I understand it’s their job to look at the risks. I understand it’s their job to recommend courses that reduce the risks. I think it’s fair for them to expect patients to listen to their instructions, not just expect them to fix things after the fact.
But. (Always “but,” right?)
But, there’s a more balanced way to proceed than what my doctors did. There’s not walking into the exam room with a perfunctory “congratulations” and then spending 15 minutes trying to convince you to terminate the cause for congratulations. There’s not shading the information so much that I lose all respect for your judgment. To be clear, I’m not doubting the accuracy of any underlying information you can give me — which is limited given how rare my condition is — but I now question any interpretation or judgment you’ve applied to it. For example, my OB told me, in a serious tone completely unlike his normal cheerful demeanor, that my condition is the most risky of all conditions to have during pregnancy — more than cancer or anything else. Maybe he’s right. But also I believe that he would tell another high-risk patient that her condition is the riskiest, conveniently forgetting people like me, since we’re so rare anyway.
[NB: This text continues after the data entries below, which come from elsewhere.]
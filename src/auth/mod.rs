pub mod extractor;
pub mod jwt;
pub mod password;
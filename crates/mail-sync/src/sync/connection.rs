//! The server side of a folder sync

use std::collections::BTreeSet;

use crate::date::DateWindow;
use crate::models::{RemoteBody, RemoteHeader, ServerId};

/// Errors from a folder connection.
///
/// An empty result is never an error: a search that finds nothing returns
/// an empty list.
#[derive(Debug, Clone, PartialEq, Eq, thiserror::Error)]
pub enum ConnectionError {
    /// The request failed but may succeed if retried later
    #[error("connection failed: {0}")]
    Transient(String),
    #[error("server timed out")]
    Timeout,
    /// The server no longer accepts our sync token or cached state
    #[error("server rejected sync state: {0}")]
    BadSyncState(String),
}

/// A message as fetched in full: header fields plus body
#[derive(Debug, Clone, PartialEq)]
pub struct FetchedMessage {
    pub header: RemoteHeader,
    pub body: RemoteBody,
}

/// Current flags of a message the server already told us about
#[derive(Debug, Clone, PartialEq, Eq)]
pub struct RemoteFlags {
    pub server_id: ServerId,
    pub flags: BTreeSet<String>,
}

/// One folder on the server.
///
/// Implementations are not retried by the sync engine; a failed call ends
/// the pass.
pub trait FolderConnection: Send {
    /// Ids of every message dated within the window
    fn search(&mut self, window: &DateWindow) -> Result<Vec<ServerId>, ConnectionError>;

    fn fetch_full(&mut self, ids: &[ServerId]) -> Result<Vec<FetchedMessage>, ConnectionError>;

    fn fetch_flags(&mut self, ids: &[ServerId]) -> Result<Vec<RemoteFlags>, ConnectionError>;

    /// Number of messages in the folder, if the server reports it
    fn total_messages(&self) -> Option<usize> {
        None
    }

    /// Server change marker to store alongside synced ranges
    fn sync_token(&self) -> Option<String> {
        None
    }
}
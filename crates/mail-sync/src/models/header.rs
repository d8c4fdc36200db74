//! Message headers: the per-message summary shown in message lists

use serde::{Deserialize, Serialize};
use std::cmp::Ordering;
use std::collections::BTreeSet;
use std::fmt;

/// Well-known flag names
pub mod flags {
    pub const SEEN: &str = "\\Seen";
    pub const FLAGGED: &str = "\\Flagged";
    pub const ANSWERED: &str = "\\Answered";
    pub const DRAFT: &str = "\\Draft";
}

/// Identifier the server uses for a message (IMAP UID, ActiveSync ServerId)
#[derive(Debug, Clone, PartialEq, Eq, Hash, PartialOrd, Ord, Serialize, Deserialize)]
#[serde(transparent)]
pub struct ServerId(pub String);

impl ServerId {
    pub fn new(id: impl Into<String>) -> Self {
        Self(id.into())
    }

    pub fn as_str(&self) -> &str {
        &self.0
    }
}

impl From<String> for ServerId {
    fn from(s: String) -> Self {
        Self(s)
    }
}

impl From<&str> for ServerId {
    fn from(s: &str) -> Self {
        Self(s.to_string())
    }
}

impl fmt::Display for ServerId {
    fn fmt(&self, f: &mut fmt::Formatter<'_>) -> fmt::Result {
        f.write_str(&self.0)
    }
}

/// Position of a message in listing order.
///
/// Keys order newest first: a smaller key is a newer message. Messages with
/// the same date fall back to the higher local id first, which makes the
/// order total within a folder.
#[derive(Debug, Clone, Copy, PartialEq, Eq, Hash, Serialize, Deserialize)]
pub struct SortKey {
    pub date: i64,
    pub id: u64,
}

impl SortKey {
    pub fn new(date: i64, id: u64) -> Self {
        Self { date, id }
    }

    /// True when `self` sorts before (is younger than) `other`
    pub fn is_newer_than(&self, other: &SortKey) -> bool {
        self < other
    }
}

impl Ord for SortKey {
    fn cmp(&self, other: &Self) -> Ordering {
        other
            .date
            .cmp(&self.date)
            .then_with(|| other.id.cmp(&self.id))
    }
}

impl PartialOrd for SortKey {
    fn partial_cmp(&self, other: &Self) -> Option<Ordering> {
        Some(self.cmp(other))
    }
}

/// Anything stored in a block: it must know its own position
pub trait Keyed {
    fn sort_key(&self) -> SortKey;
}

/// An email address with optional display name
#[derive(Debug, Clone, PartialEq, Eq, Default, Serialize, Deserialize)]
pub struct EmailAddress {
    #[serde(default, skip_serializing_if = "Option::is_none")]
    pub name: Option<String>,
    pub address: String,
}

impl EmailAddress {
    pub fn new(address: impl Into<String>) -> Self {
        Self {
            name: None,
            address: address.into(),
        }
    }

    pub fn with_name(name: impl Into<String>, address: impl Into<String>) -> Self {
        Self {
            name: Some(name.into()),
            address: address.into(),
        }
    }

    /// Parse `"Name <addr>"` or a bare address
    pub fn parse(s: &str) -> Self {
        let s = s.trim();
        match (s.rfind('<'), s.rfind('>')) {
            (Some(open), Some(close)) if open < close => {
                let name = s[..open].trim().trim_matches('"').trim();
                Self {
                    name: (!name.is_empty()).then(|| name.to_string()),
                    address: s[open + 1..close].trim().to_string(),
                }
            }
            _ => Self::new(s),
        }
    }
}

impl fmt::Display for EmailAddress {
    fn fmt(&self, f: &mut fmt::Formatter<'_>) -> fmt::Result {
        match &self.name {
            Some(name) => write!(f, "{} <{}>", name, self.address),
            None => f.write_str(&self.address),
        }
    }
}

/// Summary of a message as listed in a folder
#[derive(Debug, Clone, PartialEq, Serialize, Deserialize)]
#[serde(rename_all = "camelCase")]
pub struct HeaderInfo {
    /// Folder-local id, allocated from the folder's header counter
    pub id: u64,
    pub server_id: ServerId,
    #[serde(default, skip_serializing_if = "Option::is_none")]
    pub conversation_id: Option<String>,
    pub author: EmailAddress,
    /// Milliseconds since the epoch
    pub date: i64,
    #[serde(default)]
    pub flags: BTreeSet<String>,
    #[serde(default)]
    pub has_attachments: bool,
    #[serde(default)]
    pub subject: String,
    #[serde(default, skip_serializing_if = "Option::is_none")]
    pub snippet: Option<String>,
}

impl HeaderInfo {
    pub fn builder(id: u64, server_id: impl Into<ServerId>) -> HeaderBuilder {
        HeaderBuilder::new(id, server_id.into())
    }

    /// Build a stored header from what the server reported
    pub fn from_remote(id: u64, remote: RemoteHeader) -> Self {
        Self {
            id,
            server_id: remote.server_id,
            conversation_id: remote.conversation_id,
            author: remote.author,
            date: remote.date,
            flags: remote.flags,
            has_attachments: remote.has_attachments,
            subject: remote.subject,
            snippet: remote.snippet,
        }
    }

    pub fn has_flag(&self, flag: &str) -> bool {
        self.flags.contains(flag)
    }

    pub fn is_read(&self) -> bool {
        self.has_flag(flags::SEEN)
    }
}

impl Keyed for HeaderInfo {
    fn sort_key(&self) -> SortKey {
        SortKey::new(self.date, self.id)
    }
}

/// A header as reported by the server, before a local id is assigned
#[derive(Debug, Clone, PartialEq)]
pub struct RemoteHeader {
    pub server_id: ServerId,
    pub conversation_id: Option<String>,
    pub author: EmailAddress,
    pub date: i64,
    pub flags: BTreeSet<String>,
    pub has_attachments: bool,
    pub subject: String,
    pub snippet: Option<String>,
}

/// Builder for HeaderInfo, mostly used by tests and fake servers
pub struct HeaderBuilder {
    header: HeaderInfo,
}

impl HeaderBuilder {
    fn new(id: u64, server_id: ServerId) -> Self {
        Self {
            header: HeaderInfo {
                id,
                server_id,
                conversation_id: None,
                author: EmailAddress::default(),
                date: 0,
                flags: BTreeSet::new(),
                has_attachments: false,
                subject: String::new(),
                snippet: None,
            },
        }
    }

    pub fn date(mut self, date: i64) -> Self {
        self.header.date = date;
        self
    }

    pub fn author(mut self, author: EmailAddress) -> Self {
        self.header.author = author;
        self
    }

    pub fn subject(mut self, subject: impl Into<String>) -> Self {
        self.header.subject = subject.into();
        self
    }

    pub fn snippet(mut self, snippet: impl Into<String>) -> Self {
        self.header.snippet = Some(snippet.into());
        self
    }

    pub fn flag(mut self, flag: impl Into<String>) -> Self {
        self.header.flags.insert(flag.into());
        self
    }

    pub fn conversation(mut self, conversation_id: impl Into<String>) -> Self {
        self.header.conversation_id = Some(conversation_id.into());
        self
    }

    pub fn has_attachments(mut self, has_attachments: bool) -> Self {
        self.header.has_attachments = has_attachments;
        self
    }

    pub fn build(self) -> HeaderInfo {
        self.header
    }
}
It was not a fun period of time. I was trying to adjust to the reality of being pregnant, trying to look forward to all the upsides, trying to do all the right things, while every visit a different doctor would make his pitch. There was no new information they could give us, no new reasons weighing for or against, just their professional opinion that I absolutely should terminate.
In the end, I wasn’t swayed. And finally, after a few weeks and our explicitly asking them when we would stop having this same conversation over and over, the doctors seemed to accept our stubbornness and actually start looking forward. (They make every step sound like such an imposition, considering this is what they’re paid to do.)
I’m not here to defend my decision. Nor am I here to say the doctors are wrong in their recommendation.
What I discovered, and what I hope I’ve conveyed, is that there is an anti-choice facet to the “pro-choice” side of the abortion debate. A facet that seeks to paint you as foolhardy and baby-crazy for taking on some risk to have a child. A facet that involves doctors imposing their views on you, just as much as anti-abortion doctors might.
I discovered that the concept of “mother’s life is in danger” is not black and white. I used to think that no matter how anti-abortion you may be, an exception to save the mother’s life is a no-brainer. What I never thought about before is that medicine is never black and white, never 100%. Medicine is full of miraculous survivals and disastrous turns for the worse. The question is never, “Will the mother die?” The question is, what level of risk of death is acceptable. 80%? 50%? 10%? And what if you don’t have enough data to even know?
At various points, I’ve wondered if it would be easier if my husband and I could use religion as a shield — whether the doctors would back off more quickly if they thought they were up against immovable tenets of belief, rather than the fact that we had done our own rational assessment and come to a different conclusion. And thus back to the feeling that maybe a little dose of “pro-life” tendencies could make the situation more balanced.